YOUR TASK >> Among the entries below, find the lines with "impl" and copy them.

DATA FOR PROCESSING >>
Content starts

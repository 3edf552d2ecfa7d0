//! Logical channel roles and their room positions.
//!
//! Positions live in a unit cube around the listener: `x` grows to the
//! right, `y` upwards and `z` towards the front.

use std::fmt::Display;

use crate::render::vector::Vec3;

#[derive(Debug, Clone, Copy, PartialEq, Eq, Hash)]
pub enum ReferenceChannel {
    FrontLeft,
    FrontCenter,
    FrontRight,
    ScreenLFE,
    SideLeft,
    SideRight,
    RearLeft,
    RearCenter,
    RearRight,
    FrontLeftCenter,
    FrontRightCenter,
    WideLeft,
    WideRight,
    TopFrontLeft,
    TopFrontCenter,
    TopFrontRight,
    TopSideLeft,
    TopSideRight,
    TopRearLeft,
    TopRearCenter,
    TopRearRight,
    GodsVoice,
    Unknown,
}

impl ReferenceChannel {
    #[rustfmt::skip]
    pub const fn position(self) -> Vec3 {
        use ReferenceChannel::*;

        match self {
            FrontLeft        => Vec3::new(-1.0, 0.0,  1.0),
            FrontCenter      => Vec3::new( 0.0, 0.0,  1.0),
            FrontRight       => Vec3::new( 1.0, 0.0,  1.0),
            ScreenLFE        => Vec3::new( 0.0, -1.0, 1.0),
            SideLeft         => Vec3::new(-1.0, 0.0,  0.0),
            SideRight        => Vec3::new( 1.0, 0.0,  0.0),
            RearLeft         => Vec3::new(-1.0, 0.0, -1.0),
            RearCenter       => Vec3::new( 0.0, 0.0, -1.0),
            RearRight        => Vec3::new( 1.0, 0.0, -1.0),
            FrontLeftCenter  => Vec3::new(-0.5, 0.0,  1.0),
            FrontRightCenter => Vec3::new( 0.5, 0.0,  1.0),
            WideLeft         => Vec3::new(-1.0, 0.0,  0.5),
            WideRight        => Vec3::new( 1.0, 0.0,  0.5),
            TopFrontLeft     => Vec3::new(-1.0, 1.0,  1.0),
            TopFrontCenter   => Vec3::new( 0.0, 1.0,  1.0),
            TopFrontRight    => Vec3::new( 1.0, 1.0,  1.0),
            TopSideLeft      => Vec3::new(-1.0, 1.0,  0.0),
            TopSideRight     => Vec3::new( 1.0, 1.0,  0.0),
            TopRearLeft      => Vec3::new(-1.0, 1.0, -1.0),
            TopRearCenter    => Vec3::new( 0.0, 1.0, -1.0),
            TopRearRight     => Vec3::new( 1.0, 1.0, -1.0),
            GodsVoice        => Vec3::new( 0.0, 1.0,  0.0),
            Unknown          => Vec3::new( 0.0, 0.0,  0.0),
        }
    }

    pub const fn is_lfe(self) -> bool {
        matches!(self, ReferenceChannel::ScreenLFE)
    }

    #[rustfmt::skip]
    pub const fn label(self) -> &'static str {
        use ReferenceChannel::*;

        match self {
            FrontLeft        => "L",
            FrontCenter      => "C",
            FrontRight       => "R",
            ScreenLFE        => "LFE",
            SideLeft         => "Ls",
            SideRight        => "Rs",
            RearLeft         => "Lrs",
            RearCenter       => "Cs",
            RearRight        => "Rrs",
            FrontLeftCenter  => "Lc",
            FrontRightCenter => "Rc",
            WideLeft         => "Lw",
            WideRight        => "Rw",
            TopFrontLeft     => "Ltf",
            TopFrontCenter   => "Ctf",
            TopFrontRight    => "Rtf",
            TopSideLeft      => "Lts",
            TopSideRight     => "Rts",
            TopRearLeft      => "Ltr",
            TopRearCenter    => "Ctr",
            TopRearRight     => "Rtr",
            GodsVoice        => "Ts",
            Unknown          => "?",
        }
    }
}

impl Display for ReferenceChannel {
    fn fmt(&self, f: &mut std::fmt::Formatter<'_>) -> std::fmt::Result {
        f.write_str(self.label())
    }
}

Content ends

WRITTEN ANSWER >>
impl ReferenceChannel {
impl Display for ReferenceChannel {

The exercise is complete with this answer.